= Showkontrol =

Showkontrol / TC Supply company logo

Showkontrol running on a laptop during Ultra Music Festival 2023

Showkontrol is a platform for use in synchronizing lighting, video, laser, and effects during live music events. It is used in clubs, festivals, broadcast productions, and touring shows worldwide. The system provides a bridge between artist performance and live event-production systems.

The software is a DJ-timecode tool. Originally based on ProDJ TAP, an early system that enabled technicians to monitor a DJ's playback data in real time for show-control purposes. It allows for automating and synchronizing elements of live productions.

The software is made by the Dutch-American company TC Supply (established in 2004). The company became part of Event Imagineering Group (EiG) in 2016, with EiG in the United States serving as the distributor for TC Supply's products.

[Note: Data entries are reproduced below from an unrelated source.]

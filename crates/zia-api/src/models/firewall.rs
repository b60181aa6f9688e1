// ── Cloud firewall models ──

use serde::{Deserialize, Serialize};

use super::{IdNameExtensions, is_zero};

/// Cloud firewall filtering rule (`/firewallFilteringRules`).
#[derive(Debug, Clone, Default, PartialEq, Serialize, Deserialize)]
#[serde(rename_all = "camelCase")]
pub struct FirewallFilteringRule {
    #[serde(default, skip_serializing_if = "is_zero")]
    pub id: i64,
    #[serde(default)]
    pub name: String,
    #[serde(default)]
    pub order: i32,
    #[serde(default)]
    pub rank: i32,
    #[serde(default, skip_serializing_if = "Option::is_none")]
    pub access_control: Option<String>,
    #[serde(default)]
    pub enable_full_logging: bool,
    #[serde(default)]
    pub action: String,
    #[serde(default)]
    pub state: String,
    #[serde(default, skip_serializing_if = "String::is_empty")]
    pub description: String,
    #[serde(default, skip_serializing_if = "is_zero")]
    pub last_modified_time: i64,
    #[serde(default, skip_serializing_if = "Option::is_none")]
    pub last_modified_by: Option<IdNameExtensions>,
    #[serde(default, skip_serializing_if = "Vec::is_empty")]
    pub src_ips: Vec<String>,
    #[serde(default, skip_serializing_if = "Vec::is_empty")]
    pub dest_addresses: Vec<String>,
    #[serde(default, skip_serializing_if = "Vec::is_empty")]
    pub dest_ip_categories: Vec<String>,
    #[serde(default, skip_serializing_if = "Vec::is_empty")]
    pub dest_countries: Vec<String>,
    #[serde(default, skip_serializing_if = "Vec::is_empty")]
    pub nw_applications: Vec<String>,
    #[serde(default)]
    pub default_rule: bool,
    #[serde(default)]
    pub predefined: bool,
    #[serde(default, skip_serializing_if = "Vec::is_empty")]
    pub locations: Vec<IdNameExtensions>,
    #[serde(default, skip_serializing_if = "Vec::is_empty")]
    pub location_groups: Vec<IdNameExtensions>,
    #[serde(default, skip_serializing_if = "Vec::is_empty")]
    pub departments: Vec<IdNameExtensions>,
    #[serde(default, skip_serializing_if = "Vec::is_empty")]
    pub groups: Vec<IdNameExtensions>,
    #[serde(default, skip_serializing_if = "Vec::is_empty")]
    pub users: Vec<IdNameExtensions>,
    #[serde(default, skip_serializing_if = "Vec::is_empty")]
    pub time_windows: Vec<IdNameExtensions>,
    #[serde(default, skip_serializing_if = "Vec::is_empty")]
    pub labels: Vec<IdNameExtensions>,
    #[serde(default, skip_serializing_if = "Vec::is_empty")]
    pub src_ip_groups: Vec<IdNameExtensions>,
    #[serde(default, skip_serializing_if = "Vec::is_empty")]
    pub dest_ip_groups: Vec<IdNameExtensions>,
    #[serde(default, skip_serializing_if = "Vec::is_empty")]
    pub nw_services: Vec<IdNameExtensions>,
    #[serde(default, skip_serializing_if = "Vec::is_empty")]
    pub nw_service_groups: Vec<IdNameExtensions>,
    #[serde(default, skip_serializing_if = "Vec::is_empty")]
    pub nw_application_groups: Vec<IdNameExtensions>,
    #[serde(default, skip_serializing_if = "Vec::is_empty")]
    pub app_services: Vec<IdNameExtensions>,
    #[serde(default, skip_serializing_if = "Vec::is_empty")]
    pub app_service_groups: Vec<IdNameExtensions>,
}

/// Inclusive port range; `end` is 0 for a single port.
#[derive(Debug, Clone, Copy, Default, PartialEq, Eq, Serialize, Deserialize)]
pub struct NetworkPorts {
    #[serde(default)]
    pub start: i32,
    #[serde(default)]
    pub end: i32,
}

/// Network service (`/networkServices`).
#[derive(Debug, Clone, Default, PartialEq, Serialize, Deserialize)]
#[serde(rename_all = "camelCase")]
pub struct NetworkService {
    #[serde(default, skip_serializing_if = "is_zero")]
    pub id: i64,
    #[serde(default)]
    pub name: String,
    #[serde(default, skip_serializing_if = "Option::is_none")]
    pub tag: Option<String>,
    #[serde(default, skip_serializing_if = "Vec::is_empty")]
    pub src_tcp_ports: Vec<NetworkPorts>,
    #[serde(default, skip_serializing_if = "Vec::is_empty")]
    pub dest_tcp_ports: Vec<NetworkPorts>,
    #[serde(default, skip_serializing_if = "Vec::is_empty")]
    pub src_udp_ports: Vec<NetworkPorts>,
    #[serde(default, skip_serializing_if = "Vec::is_empty")]
    pub dest_udp_ports: Vec<NetworkPorts>,
    #[serde(default, rename = "type", skip_serializing_if = "String::is_empty")]
    pub service_type: String,
    #[serde(default, skip_serializing_if = "String::is_empty")]
    pub description: String,
    #[serde(default, rename = "isNameL10nTag")]
    pub is_name_l10n_tag: bool,
}

/// Source IP group (`/ipSourceGroups`).
#[derive(Debug, Clone, Default, PartialEq, Serialize, Deserialize)]
#[serde(rename_all = "camelCase")]
pub struct IpSourceGroup {
    #[serde(default, skip_serializing_if = "is_zero")]
    pub id: i64,
    #[serde(default)]
    pub name: String,
    #[serde(default)]
    pub ip_addresses: Vec<String>,
    #[serde(default, skip_serializing_if = "String::is_empty")]
    pub description: String,
}

/// Destination IP group (`/ipDestinationGroups`).
#[derive(Debug, Clone, Default, PartialEq, Serialize, Deserialize)]
#[serde(rename_all = "camelCase")]
pub struct IpDestinationGroup {
    #[serde(default, skip_serializing_if = "is_zero")]
    pub id: i64,
    #[serde(default)]
    pub name: String,
    #[serde(default, rename = "type")]
    pub group_type: String,
    #[serde(default, skip_serializing_if = "Vec::is_empty")]
    pub addresses: Vec<String>,
    #[serde(default, skip_serializing_if = "String::is_empty")]
    pub description: String,
    #[serde(default, skip_serializing_if = "Vec::is_empty")]
    pub ip_categories: Vec<String>,
    #[serde(default, skip_serializing_if = "Vec::is_empty")]
    pub countries: Vec<String>,
}

/// Time window used by rule schedules (`/timeWindows`, read-only).
#[derive(Debug, Clone, Default, PartialEq, Serialize, Deserialize)]
#[serde(rename_all = "camelCase")]
pub struct TimeWindow {
    #[serde(default)]
    pub id: i64,
    #[serde(default)]
    pub name: String,
    #[serde(default)]
    pub start_time: i32,
    #[serde(default)]
    pub end_time: i32,
    #[serde(default)]
    pub day_of_week: Vec<String>,
}

/// Rule label (`/ruleLabels`).
#[derive(Debug, Clone, Default, PartialEq, Serialize, Deserialize)]
#[serde(rename_all = "camelCase")]
pub struct RuleLabel {
    #[serde(default, skip_serializing_if = "is_zero")]
    pub id: i64,
    #[serde(default)]
    pub name: String,
    #[serde(default, skip_serializing_if = "String::is_empty")]
    pub description: String,
    #[serde(default, skip_serializing_if = "is_zero")]
    pub last_modified_time: i64,
    #[serde(default, skip_serializing_if = "Option::is_none")]
    pub last_modified_by: Option<IdNameExtensions>,
    #[serde(default, skip_serializing_if = "Option::is_none")]
    pub created_by: Option<IdNameExtensions>,
    #[serde(default)]
    pub referenced_rule_count: i32,
}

TC Supply evolved its early timecode tools into a full show control ecosystem, ultimately leading to the creation of ShowKontrol - a platform that is designed to receive real-time metadata, BPM, waveforms, and performance information from Pioneer DJ's PRO DJ LINK network for integration with lighting, video, laser, and FX systems.

In 2017 TC Supply and Pioneer DJ (now AlphaTheta), entered a partnership. For ShowKontrol, a new protocol called TCNet was designed, in order to enable reliable communication between the DJ equipment and show control devices. TCNet is now widely adopted by media server and lighting companies such as Avolites, Arkaos, Chamsys, Resolume, and Disguise.